Design of Protein‐Releasing Chitosan Channels

After traumatic injury to the spinal cord, the neural tissue degenerates, resulting in lost function below the site of injury. Promoting axonal regeneration after injury remains a challenge; however, guidance channels have demonstrated some success when combined with cellular and protein therapies. One of the limitations of current guidance channels is the inability to deliver therapeutically relevant molecules in situ, within the guidance channel, to enhance regeneration. In an effort to provide a system for local and sustained drug release, poly(lactide‐ co ‐glycolide) (PLGA) microspheres were embedded into chitosan guidance channels by a novel spin‐coating technique. The method was designed to create guidance channels with the appropriate dimensions for implantation into the spinal cord, with special attention paid to the wall thickness.

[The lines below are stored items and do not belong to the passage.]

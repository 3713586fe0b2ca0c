use crate::modules::session::controller::create_session;
use crate::state::AppState;
use axum::{Router, routing::post};

pub fn init_session_router() -> Router<AppState> {
    Router::new().route("/", post(create_session))
}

The release and bioactivity of a model protein, alkaline phosphatase, was followed from the channels and compared to those from free‐floating microspheres over a 90‐day period. Since chitosan formulations often require the use of acidic solutions, careful attention was paid to redesign the process to minimize exposure of PLGA microspheres to acid. This was achieved as demonstrated by release and bioactivity data where alkaline phosphatase released from chitosan/microsphere channels followed a profile and bioactivity similar to those of free floating microspheres.